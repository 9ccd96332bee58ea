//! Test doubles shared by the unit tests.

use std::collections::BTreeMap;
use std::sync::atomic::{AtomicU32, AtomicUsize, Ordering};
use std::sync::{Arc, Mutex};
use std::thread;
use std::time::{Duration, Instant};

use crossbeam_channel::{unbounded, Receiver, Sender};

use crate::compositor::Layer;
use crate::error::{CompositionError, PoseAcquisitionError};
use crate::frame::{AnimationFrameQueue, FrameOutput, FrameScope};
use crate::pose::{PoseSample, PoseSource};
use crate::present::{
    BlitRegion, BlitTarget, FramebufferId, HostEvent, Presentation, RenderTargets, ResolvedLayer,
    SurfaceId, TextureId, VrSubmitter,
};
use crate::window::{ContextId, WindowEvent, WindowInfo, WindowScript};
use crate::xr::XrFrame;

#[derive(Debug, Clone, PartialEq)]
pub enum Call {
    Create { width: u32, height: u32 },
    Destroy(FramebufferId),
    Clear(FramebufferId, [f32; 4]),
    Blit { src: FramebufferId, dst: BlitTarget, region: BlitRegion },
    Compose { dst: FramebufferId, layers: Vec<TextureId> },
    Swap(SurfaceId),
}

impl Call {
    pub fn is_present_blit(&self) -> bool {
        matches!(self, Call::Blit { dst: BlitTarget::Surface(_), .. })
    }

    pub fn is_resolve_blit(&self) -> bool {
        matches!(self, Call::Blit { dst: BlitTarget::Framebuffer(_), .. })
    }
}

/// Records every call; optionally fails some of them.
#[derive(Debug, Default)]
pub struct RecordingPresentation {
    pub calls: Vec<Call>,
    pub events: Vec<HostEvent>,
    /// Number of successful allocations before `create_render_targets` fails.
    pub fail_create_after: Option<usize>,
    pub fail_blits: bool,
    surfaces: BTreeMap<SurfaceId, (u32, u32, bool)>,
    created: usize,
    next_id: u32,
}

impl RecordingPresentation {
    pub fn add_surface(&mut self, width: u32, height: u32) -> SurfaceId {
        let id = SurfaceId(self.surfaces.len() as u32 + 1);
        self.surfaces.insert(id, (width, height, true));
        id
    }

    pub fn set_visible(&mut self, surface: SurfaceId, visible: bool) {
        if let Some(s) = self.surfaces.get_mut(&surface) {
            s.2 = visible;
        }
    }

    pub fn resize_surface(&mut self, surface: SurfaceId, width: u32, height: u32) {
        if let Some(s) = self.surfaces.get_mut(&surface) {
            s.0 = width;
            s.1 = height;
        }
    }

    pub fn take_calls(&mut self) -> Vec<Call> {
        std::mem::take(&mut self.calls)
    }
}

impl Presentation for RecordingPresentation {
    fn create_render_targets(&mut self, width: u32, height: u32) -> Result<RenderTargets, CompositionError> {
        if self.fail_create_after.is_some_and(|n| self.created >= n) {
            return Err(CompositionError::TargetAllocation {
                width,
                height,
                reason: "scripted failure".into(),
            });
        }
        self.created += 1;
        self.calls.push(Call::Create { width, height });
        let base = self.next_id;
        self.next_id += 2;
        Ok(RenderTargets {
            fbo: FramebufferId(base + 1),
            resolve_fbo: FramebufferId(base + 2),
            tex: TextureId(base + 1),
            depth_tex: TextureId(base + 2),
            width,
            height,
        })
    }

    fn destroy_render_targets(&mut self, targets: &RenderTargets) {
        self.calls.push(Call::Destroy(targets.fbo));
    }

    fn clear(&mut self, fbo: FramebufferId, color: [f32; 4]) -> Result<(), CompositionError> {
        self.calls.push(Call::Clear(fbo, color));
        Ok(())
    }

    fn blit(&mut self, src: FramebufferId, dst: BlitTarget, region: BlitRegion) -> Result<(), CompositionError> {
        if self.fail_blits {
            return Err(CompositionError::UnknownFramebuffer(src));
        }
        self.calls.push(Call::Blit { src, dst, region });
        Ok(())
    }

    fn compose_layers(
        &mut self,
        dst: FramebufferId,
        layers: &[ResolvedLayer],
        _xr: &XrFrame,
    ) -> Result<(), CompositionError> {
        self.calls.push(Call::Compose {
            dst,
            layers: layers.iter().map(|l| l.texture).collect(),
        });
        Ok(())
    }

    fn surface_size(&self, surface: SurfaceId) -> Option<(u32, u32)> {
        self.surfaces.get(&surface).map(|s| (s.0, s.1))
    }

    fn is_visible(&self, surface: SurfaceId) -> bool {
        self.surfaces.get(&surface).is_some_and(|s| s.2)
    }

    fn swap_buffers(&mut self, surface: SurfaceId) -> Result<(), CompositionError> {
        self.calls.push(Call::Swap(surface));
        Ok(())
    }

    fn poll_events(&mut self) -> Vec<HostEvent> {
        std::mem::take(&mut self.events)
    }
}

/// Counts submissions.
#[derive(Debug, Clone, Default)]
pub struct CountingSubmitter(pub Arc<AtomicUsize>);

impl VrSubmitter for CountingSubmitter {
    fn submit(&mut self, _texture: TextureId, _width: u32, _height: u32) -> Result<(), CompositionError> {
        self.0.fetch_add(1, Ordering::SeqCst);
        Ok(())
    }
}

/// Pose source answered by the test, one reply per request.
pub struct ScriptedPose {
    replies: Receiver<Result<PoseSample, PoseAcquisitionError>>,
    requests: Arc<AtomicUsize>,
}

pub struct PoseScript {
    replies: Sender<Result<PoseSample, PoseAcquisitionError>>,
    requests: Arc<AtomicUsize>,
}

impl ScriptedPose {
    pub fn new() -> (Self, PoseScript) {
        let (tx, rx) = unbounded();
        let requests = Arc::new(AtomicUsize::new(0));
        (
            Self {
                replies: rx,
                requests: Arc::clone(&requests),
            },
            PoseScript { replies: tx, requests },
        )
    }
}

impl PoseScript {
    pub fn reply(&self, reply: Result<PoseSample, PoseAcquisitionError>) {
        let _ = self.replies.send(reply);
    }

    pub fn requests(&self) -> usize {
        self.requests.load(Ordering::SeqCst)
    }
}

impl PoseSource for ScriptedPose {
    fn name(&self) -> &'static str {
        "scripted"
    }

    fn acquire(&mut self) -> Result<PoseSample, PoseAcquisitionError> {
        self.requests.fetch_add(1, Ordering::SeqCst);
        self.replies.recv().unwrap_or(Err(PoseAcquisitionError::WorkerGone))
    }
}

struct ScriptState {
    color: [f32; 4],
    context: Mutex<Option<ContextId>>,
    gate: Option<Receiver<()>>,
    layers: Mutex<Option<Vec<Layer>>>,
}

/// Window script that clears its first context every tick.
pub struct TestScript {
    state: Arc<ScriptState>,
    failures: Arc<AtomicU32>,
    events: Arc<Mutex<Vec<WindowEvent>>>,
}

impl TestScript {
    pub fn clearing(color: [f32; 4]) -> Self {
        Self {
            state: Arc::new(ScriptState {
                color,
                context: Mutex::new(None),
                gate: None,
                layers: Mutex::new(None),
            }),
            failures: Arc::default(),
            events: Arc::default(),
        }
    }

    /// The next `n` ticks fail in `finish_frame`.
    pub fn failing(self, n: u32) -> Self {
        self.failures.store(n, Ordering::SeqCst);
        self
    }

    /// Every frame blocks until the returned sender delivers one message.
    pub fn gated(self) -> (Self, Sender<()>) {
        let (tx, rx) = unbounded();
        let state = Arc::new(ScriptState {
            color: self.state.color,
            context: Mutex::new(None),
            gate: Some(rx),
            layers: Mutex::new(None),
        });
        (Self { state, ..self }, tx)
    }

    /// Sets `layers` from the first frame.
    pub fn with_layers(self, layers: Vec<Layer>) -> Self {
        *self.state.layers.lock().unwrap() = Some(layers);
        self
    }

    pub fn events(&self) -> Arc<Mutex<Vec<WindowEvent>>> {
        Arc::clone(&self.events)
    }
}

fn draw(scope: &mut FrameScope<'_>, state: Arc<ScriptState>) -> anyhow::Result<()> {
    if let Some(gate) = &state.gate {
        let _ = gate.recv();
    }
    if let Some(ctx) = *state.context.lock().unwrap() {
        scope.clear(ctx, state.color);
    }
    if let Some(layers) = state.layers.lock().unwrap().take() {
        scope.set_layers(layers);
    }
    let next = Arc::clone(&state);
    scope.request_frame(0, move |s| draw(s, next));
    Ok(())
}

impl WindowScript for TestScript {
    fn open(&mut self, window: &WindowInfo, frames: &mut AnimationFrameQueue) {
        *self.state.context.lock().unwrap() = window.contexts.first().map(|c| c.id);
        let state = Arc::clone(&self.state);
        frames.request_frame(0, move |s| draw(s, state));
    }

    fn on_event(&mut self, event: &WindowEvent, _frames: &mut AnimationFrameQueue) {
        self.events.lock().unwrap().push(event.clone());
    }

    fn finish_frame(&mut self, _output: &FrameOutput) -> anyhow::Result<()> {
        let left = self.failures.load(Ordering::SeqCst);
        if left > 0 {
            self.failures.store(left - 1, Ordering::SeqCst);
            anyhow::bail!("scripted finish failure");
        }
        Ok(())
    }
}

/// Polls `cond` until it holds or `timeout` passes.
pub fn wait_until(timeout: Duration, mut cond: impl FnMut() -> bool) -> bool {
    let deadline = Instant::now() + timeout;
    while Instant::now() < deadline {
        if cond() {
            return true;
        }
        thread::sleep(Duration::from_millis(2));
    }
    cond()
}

• [Task item]: The word "store" appears in some of the lines above. Copy those lines.

• [Exercise output]:
        self.failures.store(n, Ordering::SeqCst);
            self.failures.store(left - 1, Ordering::SeqCst);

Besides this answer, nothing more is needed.